Hacía más de veinticinco años que no pisaba Saldungaray, hasta la semana pasada, cuando volví.
No resultó del todo raro verme frente a la rueda monumental y característica del portal, tantas veces repasada en los recuerdos más torturantes (y también en las pesadillas).
Llegué en auto directamente al cementerio. Llevaba copia del oficio judicial y ya estaba todo organizado para participar de la exhumación sin necesidad de pasar por el pueblo. Así fue: la toma de material, los recipientes y rótulos, muestra y contramuestra fueron sucediendo sin novedades. Listo, nada más lo retiene en este lugar al perito experto en ADN en una disputa por filiación de proporciones millonarias.
No puedo volver, metros para tomar la Ruta 3 y no puedo seguir. Los recuerdos se amontonan y caen como de granizo, pesan, golpean. El casamiento había que hacerlo en Saldunga, donde “vive la familia“. El viaje anticipado de ella, la modista, los arreglos. El accidente y los rostros de todos, el dolor los helaba. Pero había algo más: un silencio que quemaba. Los años siguientes de delirio, creyendo verla corriendo en un aeropuerto o cruzando una calle.
—¿Qué pasó doctor? ¿Quedó algo sin revisar? Ah, ¿entra y sale nomás? Claro, ya conoce el camino, je je je. Bueno, cualquier cosita acá estoy.
No fue difícil ir a pie hasta la bóveda familiar, a esa hora no había nadie y los que trabajamos con cadáveres tenemos una rara habilidad para no hacernos notar mucho entre los vivos.
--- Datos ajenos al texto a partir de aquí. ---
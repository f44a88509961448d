//! Server health endpoint.

use serde::Serialize;

use axum::Json;

#[derive(Serialize, utoipa::ToSchema)]
pub struct HealthResponse {
    pub status: &'static str,
    pub version: &'static str,
}

/// GET /health
#[utoipa::path(
    get,
    path = "/health",
    tag = "Health",
    responses((status = 200, description = "Server is up", body = HealthResponse))
)]
pub async fn health() -> Json<HealthResponse> {
    Json(HealthResponse {
        status: "ok",
        version: env!("CARGO_PKG_VERSION"),
    })
}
El instrumental del maletín tiene herramientas prodigiosas que tanto cortan una falange como sirven para abrir el candadito de un mausoleo.
Volví con una bolsa en el baúl. No hizo falta, pero el oficio que aún llevaba conmigo serviría para sortear cualquier control caminero.
Repito las pruebas, vuelvo a tomar material, seguramente fui descuidado, lo vuelvo a hacer. Por tercera vez: el material no corresponde a un individuo humano.